I'm also curious as to what you did to that image.
Quote:
Originally Posted by tawnos23 View Post
I think he just inverted the colors in MS Paint and then pasted in a banana, an allusion to something by Dlavery, I don't remember exactly what.
Eww, MS Paint. Those are some lonely megabytes on my hard drive, as I've haven't used MS Paint in about two years. The real story behind this image goes even deeper...

As an avid fan of Numb3rs, I like to dig deeper into everyday objects to unravel our most perplexing mysteries. I first opened the photo in Photoshop CS2, and cropped out the parts I didn't want (Otherwise the filter algorithms might return false positives). Then to highlight the differences in the photo, I ran the photo through a heightened saturation filter, with an offset in the hue. From this, I upped the contrast by about 20%, which now provided an optimal base image to begin the preliminary filter algorithms.

The first thing I would need to do was an inverse dithering and noise cancellation algorithm. Since the base photo was a JPEG image, there was noise in the photo from compressing it into a lossy file format; yet within this noise, there was also the image of the banana. Since the compression artifacts only effect the pixels around the source pixel, running the photo through these two algorithms simultaneously and integrating the results returned what I was looking for. I began to see the faint outline of a banana.

However, it took several tries to get a good filter pass of the photo. Because these filters act upon the image using Erwin Schrödinger's theories of exponential decay of pixels in compressed photos, sometimes the banana is still alive in the output, others it's not. And there is no way you can predict or know which is which, except for running the algorithm a lot and relying on an interpretation and statistical analysis of the results.

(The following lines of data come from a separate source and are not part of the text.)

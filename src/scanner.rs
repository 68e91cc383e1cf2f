//! Directory scanner and categorizer.
//!
//! The scanner walks the three category folders of an input directory, runs
//! each file through its home validator, works out a suggestion for files that
//! landed in the wrong folder, and hands everything that validated to the
//! deduplicator. The outcome is a single [`ScanResult`].
//!
//! # Examples
//!
//! ```no_run
//! use sortdesk::scanner::Scanner;
//!
//! let scanner = Scanner::new("/path/to/input")?;
//! let result = scanner.scan()?;
//! println!("{} notes", result.notes().len());
//! # Ok::<(), sortdesk::scanner::ScanError>(())
//! ```

use crate::category::Category;
use crate::config::{EntryFilter, HashFailurePolicy};
use crate::dedup::deduplicate;
use crate::hasher::hash_file;
use crate::models::{CategorySets, FileRecord, MisplacedFile, ScanResult};
use crate::validator::ValidatorSet;
use std::fs;
use std::io;
use std::path::{Path, PathBuf};
use thiserror::Error;
use tracing::{debug, info, warn};

/// Errors raised by the scanner.
///
/// Files that merely fail validation are never errors; they end up in the
/// misplaced or ignored lists of the result.
#[derive(Debug, Error)]
pub enum ScanError {
    /// The input path is missing or is not a directory.
    #[error("Input path {reason}: {}", .path.display())]
    InvalidInput { path: PathBuf, reason: String },

    /// A validated file could not be read while hashing it.
    #[error("Failed to read {}: {source}", .path.display())]
    Unreadable {
        path: PathBuf,
        #[source]
        source: io::Error,
    },
}

/// Knobs that change how a scan treats edge cases.
#[derive(Debug, Clone, Default)]
pub struct ScanOptions {
    pub on_hash_error: HashFailurePolicy,
    pub filter: EntryFilter,
}

/// Scans one input directory.
#[derive(Debug)]
pub struct Scanner {
    root: PathBuf,
    validators: ValidatorSet,
    options: ScanOptions,
    hasher: fn(&Path) -> io::Result<String>,
}

impl Scanner {
    /// Creates a scanner with default options.
    ///
    /// # Errors
    ///
    /// Returns [`ScanError::InvalidInput`] if `input_dir` does not exist or
    /// is not a directory.
    pub fn new(input_dir: impl AsRef<Path>) -> Result<Self, ScanError> {
        Self::with_options(input_dir, ScanOptions::default())
    }

    /// Creates a scanner with explicit options.
    ///
    /// The path is canonicalized here so every reported path is absolute and
    /// independent of the caller's working directory.
    pub fn with_options(
        input_dir: impl AsRef<Path>,
        options: ScanOptions,
    ) -> Result<Self, ScanError> {
        let input_dir = input_dir.as_ref();
        let invalid = |reason: String| ScanError::InvalidInput {
            path: input_dir.to_path_buf(),
            reason,
        };

        let root = fs::canonicalize(input_dir).map_err(|e| match e.kind() {
            io::ErrorKind::NotFound => invalid("does not exist".to_string()),
            _ => invalid(format!("cannot be resolved ({e})")),
        })?;
        if !root.is_dir() {
            return Err(invalid("is not a directory".to_string()));
        }

        Ok(Self {
            root,
            validators: ValidatorSet::new(),
            options,
            hasher: hash_file,
        })
    }

    #[cfg(test)]
    fn with_hasher(mut self, hasher: fn(&Path) -> io::Result<String>) -> Self {
        self.hasher = hasher;
        self
    }

    /// The canonical input directory.
    pub fn root(&self) -> &Path {
        &self.root
    }

    /// Scans the input directory.
    ///
    /// Each call is independent; scanning an unchanged directory twice gives
    /// equal results.
    ///
    /// # Errors
    ///
    /// Returns [`ScanError::Unreadable`] if a validated file cannot be hashed
    /// and the hash failure policy is [`HashFailurePolicy::Abort`].
    pub fn scan(&self) -> Result<ScanResult, ScanError> {
        let mut buffered = CategorySets::default();
        let mut misplaced = Vec::new();
        let mut ignored = Vec::new();

        for category in Category::ALL {
            let subdir = self.root.join(category.dir_name());
            if !subdir.is_dir() {
                debug!(dir = %subdir.display(), "category folder missing, skipping");
                continue;
            }

            for path in self.list_files(&subdir) {
                if self.validators.for_category(category).validate(&path) {
                    match self.build_record(&path, category) {
                        Ok(record) => {
                            debug!(path = %path.display(), %category, "accepted");
                            buffered.insert(record);
                        }
                        Err(e) if self.options.on_hash_error == HashFailurePolicy::Ignore => {
                            warn!("{e}; recording as ignored");
                            ignored.push(path);
                        }
                        Err(e) => return Err(e),
                    }
                } else if let Some(suggested) = self.validators.find_alternate(&path, category) {
                    debug!(path = %path.display(), placed_in = %category, %suggested, "misplaced");
                    misplaced.push(MisplacedFile {
                        path,
                        placed_in: category,
                        suggested,
                    });
                } else {
                    debug!(path = %path.display(), %category, "ignored");
                    ignored.push(path);
                }
            }
        }

        let (categorized, duplicates) = deduplicate(buffered);

        info!(
            root = %self.root.display(),
            categorized = categorized.len(),
            misplaced = misplaced.len(),
            duplicates = duplicates.len(),
            ignored = ignored.len(),
            "scan complete"
        );

        Ok(ScanResult::new(categorized, misplaced, duplicates, ignored))
    }

    /// Regular files directly inside `dir`, sorted by path.
    ///
    /// Subdirectories, dangling links and filtered entries are left out.
    fn list_files(&self, dir: &Path) -> Vec<PathBuf> {
        let entries = match fs::read_dir(dir) {
            Ok(entries) => entries,
            Err(e) => {
                warn!(dir = %dir.display(), "cannot list category folder: {e}");
                return Vec::new();
            }
        };

        let mut files: Vec<PathBuf> = entries
            .flatten()
            .map(|entry| entry.path())
            .filter(|path| path.is_file() && self.options.filter.allows(path))
            .collect();
        files.sort();
        files
    }

    fn build_record(&self, path: &Path, category: Category) -> Result<FileRecord, ScanError> {
        let unreadable = |source: io::Error| ScanError::Unreadable {
            path: path.to_path_buf(),
            source,
        };
        let size = fs::metadata(path).map_err(unreadable)?.len();
        let content_hash = (self.hasher)(path).map_err(unreadable)?;

        Ok(FileRecord {
            path: path.to_path_buf(),
            category,
            size,
            content_hash,
        })
    }
}

#[cfg(test)]
mod tests {
    use super::*;
    use tempfile::TempDir;

    struct Input {
        dir: TempDir,
    }

    impl Input {
        fn new(subdirs: &[&str]) -> Self {
            let dir = TempDir::new().expect("Failed to create temp directory");
            for name in subdirs {
                fs::create_dir(dir.path().join(name)).expect("Failed to create subdirectory");
            }
            Self { dir }
        }

        fn write(&self, rel: &str, content: impl AsRef<[u8]>) -> PathBuf {
            let path = self.dir.path().join(rel);
            fs::write(&path, content).expect("Failed to write file");
            fs::canonicalize(&path).expect("Failed to canonicalize")
        }

        fn scan(&self) -> ScanResult {
            Scanner::new(self.dir.path())
                .expect("Failed to create scanner")
                .scan()
                .expect("Scan failed")
        }
    }

    #[test]
    fn test_nonexistent_input_dir() {
        let input = Input::new(&[]);
        let err = Scanner::new(input.dir.path().join("nonexistent")).unwrap_err();
        assert!(matches!(err, ScanError::InvalidInput { .. }));
        assert!(err.to_string().contains("does not exist"));
    }

    #[test]
    fn test_input_path_is_a_file() {
        let input = Input::new(&[]);
        let file = input.write("plain.md", "x");
        let err = Scanner::new(&file).unwrap_err();
        assert!(err.to_string().contains("is not a directory"));
    }

    #[test]
    fn test_root_is_canonical() {
        let input = Input::new(&["notes"]);
        let dotted = input.dir.path().join("notes").join("..");
        let scanner = Scanner::new(&dotted).unwrap();
        assert_eq!(scanner.root(), fs::canonicalize(input.dir.path()).unwrap());
    }

    #[test]
    fn test_empty_input_dir() {
        let input = Input::new(&[]);
        let result = input.scan();
        assert_eq!(result, ScanResult::default());
    }

    #[test]
    fn test_valid_files_land_in_home_category() {
        let input = Input::new(&["conversations", "notes", "documents"]);
        input.write("conversations/chat.md", "User: Hi\nAssistant: Hello");
        input.write("notes/idea.md", "Quick idea");
        let essay = format!("# Essay\n{}", "content ".repeat(500));
        input.write("documents/essay.md", essay);

        let result = input.scan();
        assert_eq!(result.conversations().len(), 1);
        assert_eq!(result.notes().len(), 1);
        assert_eq!(result.documents().len(), 1);
        assert!(result.is_clean());
    }

    #[test]
    fn test_record_fields() {
        let input = Input::new(&["notes"]);
        let path = input.write("notes/idea.txt", "abc");

        let result = input.scan();
        let record = result.notes().iter().next().unwrap();
        assert_eq!(record.path, path);
        assert_eq!(record.category, Category::Note);
        assert_eq!(record.size, 3);
        assert_eq!(record.content_hash, crate::hasher::hash_bytes(b"abc"));
    }

    #[test]
    fn test_oversized_note_is_misplaced() {
        let input = Input::new(&["notes"]);
        let path = input.write("notes/large.md", "x".repeat(3000));

        let result = input.scan();
        assert!(result.notes().is_empty());
        assert_eq!(result.misplaced().len(), 1);
        let misplaced = &result.misplaced()[0];
        assert_eq!(misplaced.path, path);
        assert_eq!(misplaced.placed_in, Category::Note);
        assert_eq!(misplaced.suggested, Category::Conversation);
    }

    #[test]
    fn test_pdf_is_ignored() {
        let input = Input::new(&["notes"]);
        let path = input.write("notes/diagram.pdf", b"fake pdf");

        let result = input.scan();
        assert!(result.notes().is_empty());
        assert!(result.misplaced().is_empty());
        assert_eq!(result.ignored(), &[path]);
    }

    #[test]
    fn test_nested_directories_are_not_scanned() {
        let input = Input::new(&["notes"]);
        fs::create_dir(input.dir.path().join("notes/archive")).unwrap();
        input.write("notes/archive/old.md", "old");

        let result = input.scan();
        assert_eq!(result, ScanResult::default());
    }

    #[test]
    fn test_dedup_priority() {
        let input = Input::new(&["conversations", "notes"]);
        input.write("conversations/conv.md", "Same content");
        let note = input.write("notes/note.md", "Same content");

        let result = input.scan();
        assert_eq!(result.conversations().len(), 1);
        assert!(result.notes().is_empty());
        assert_eq!(result.duplicates(), &[note]);
    }

    #[test]
    fn test_filters_skip_entries() {
        let input = Input::new(&["notes"]);
        input.write("notes/.hidden.md", "h");
        input.write("notes/draft.swp", "s");
        input.write("notes/kept.md", "k");

        let toml = "[filters]\nskip_hidden = true\nexclude = [\"*.swp\"]\n";
        let config = crate::config::ScanConfig::from_toml(toml).unwrap();
        let options = ScanOptions {
            on_hash_error: HashFailurePolicy::Abort,
            filter: config.compile_filters().unwrap(),
        };
        let result = Scanner::with_options(input.dir.path(), options)
            .unwrap()
            .scan()
            .unwrap();

        assert_eq!(result.notes().len(), 1);
        assert!(result.ignored().is_empty());
    }

    fn hash_all_but_locked(path: &Path) -> io::Result<String> {
        if path.ends_with("locked.md") {
            return Err(io::Error::from(io::ErrorKind::PermissionDenied));
        }
        hash_file(path)
    }

    fn scan_with_failing_hash(
        input: &Input,
        policy: HashFailurePolicy,
    ) -> Result<ScanResult, ScanError> {
        let options = ScanOptions {
            on_hash_error: policy,
            ..ScanOptions::default()
        };
        Scanner::with_options(input.dir.path(), options)
            .unwrap()
            .with_hasher(hash_all_but_locked)
            .scan()
    }

    #[test]
    fn test_hash_failure_aborts_by_default() {
        let input = Input::new(&["documents"]);
        let locked = input.write("documents/locked.md", "secret");
        input.write("documents/open.md", "public");

        let err = scan_with_failing_hash(&input, HashFailurePolicy::Abort).unwrap_err();
        match err {
            ScanError::Unreadable { path, source } => {
                assert_eq!(path, locked);
                assert_eq!(source.kind(), io::ErrorKind::PermissionDenied);
            }
            other => panic!("expected Unreadable, got {other:?}"),
        }
    }

    #[test]
    fn test_hash_failure_ignored_on_request() {
        let input = Input::new(&["documents"]);
        let locked = input.write("documents/locked.md", "secret");
        input.write("documents/open.md", "public");

        let result = scan_with_failing_hash(&input, HashFailurePolicy::Ignore).unwrap();
        assert_eq!(result.documents().len(), 1);
        assert!(result.misplaced().is_empty());
        assert_eq!(result.ignored(), std::slice::from_ref(&locked));
    }

    #[cfg(unix)]
    #[test]
    fn test_unreadable_file_aborts_scan() {
        use std::os::unix::fs::PermissionsExt;

        let input = Input::new(&["documents"]);
        let locked = input.write("documents/locked.md", "secret");
        fs::set_permissions(&locked, fs::Permissions::from_mode(0o000)).unwrap();

        if fs::File::open(&locked).is_ok() {
            eprintln!("skipping: this process can read mode 000 files");
            return;
        }

        let result = Scanner::new(input.dir.path()).unwrap().scan();
        assert!(matches!(result, Err(ScanError::Unreadable { .. })));

        fs::set_permissions(&locked, fs::Permissions::from_mode(0o644)).unwrap();
    }
}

Using these results, I now needed another algorithm to be able to exactly detect the banana in the image, rather than rely on only human pattern-recognition skills, which in the hands of a creative person can result in one million different things visible in the same cloud in the sky. Obviously such a diverse range of output values given the extremely limited domain of input values in such a case would be extremely detrimental in our circumstance.

After doing some research into pattern recognition algorithms, and more specifically banana-recognition algorithms, I discovered this site about banana and apple recognition. It was a gold mine of information, and even had working algorithms. Bingo. My hunch about the banana on the left side of the image paid off. The algorithm predicted that is was indeed a banana with 99.7% certainty, and with a very narrow Gaussian distribution of the output data.

From there, I duplicated the layer and highlighted the banana in yellow to make it easier to see.

But after looking back through my source website again, so much of the website seemed applicable to FIRST at the moment. So with that in mind,


...I've thus concluded that this year's game involves... apples and bananas! How 'bout them apples?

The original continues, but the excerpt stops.